**What is required**
Check each line of the data below for the word "path". How many lines have it? Answer with the number alone.
*** Working data Section Begins ***
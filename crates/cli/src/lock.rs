// SPDX-License-Identifier: BUSL-1.1
// Copyright (c) 2026 Alfred Jean LLC

use std::fs::OpenOptions;
use std::io::Write;
use std::path::Path;

use anyhow::Context;
use nix::fcntl::{Flock, FlockArg};

/// Process-wide single-instance guard: an exclusive non-blocking
/// `flock(2)` on a well-known path, holding the owner's pid as content.
/// The lock is released when the guard is dropped.
pub struct ProcessLock {
    _lock: Flock<std::fs::File>,
}

impl ProcessLock {
    /// Acquire the lock or fail because another instance holds it.
    pub fn acquire(path: &Path) -> anyhow::Result<Self> {
        if let Some(parent) = path.parent() {
            if !parent.as_os_str().is_empty() {
                std::fs::create_dir_all(parent)
                    .with_context(|| format!("create lock dir {}", parent.display()))?;
            }
        }
        let file = OpenOptions::new()
            .read(true)
            .write(true)
            .create(true)
            .truncate(false)
            .open(path)
            .with_context(|| format!("open lock file {}", path.display()))?;
        let mut lock = Flock::lock(file, FlockArg::LockExclusiveNonblock)
            .map_err(|(_file, _errno)| anyhow::anyhow!("检测到已有实例正在运行。"))?;
        lock.set_len(0)?;
        write!(lock, "{}", std::process::id())?;
        lock.flush()?;
        Ok(Self { _lock: lock })
    }
}

#[cfg(test)]
#[path = "lock_tests.rs"]
mod tests;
*** Working data Section Ends ***
**Problem solution**
7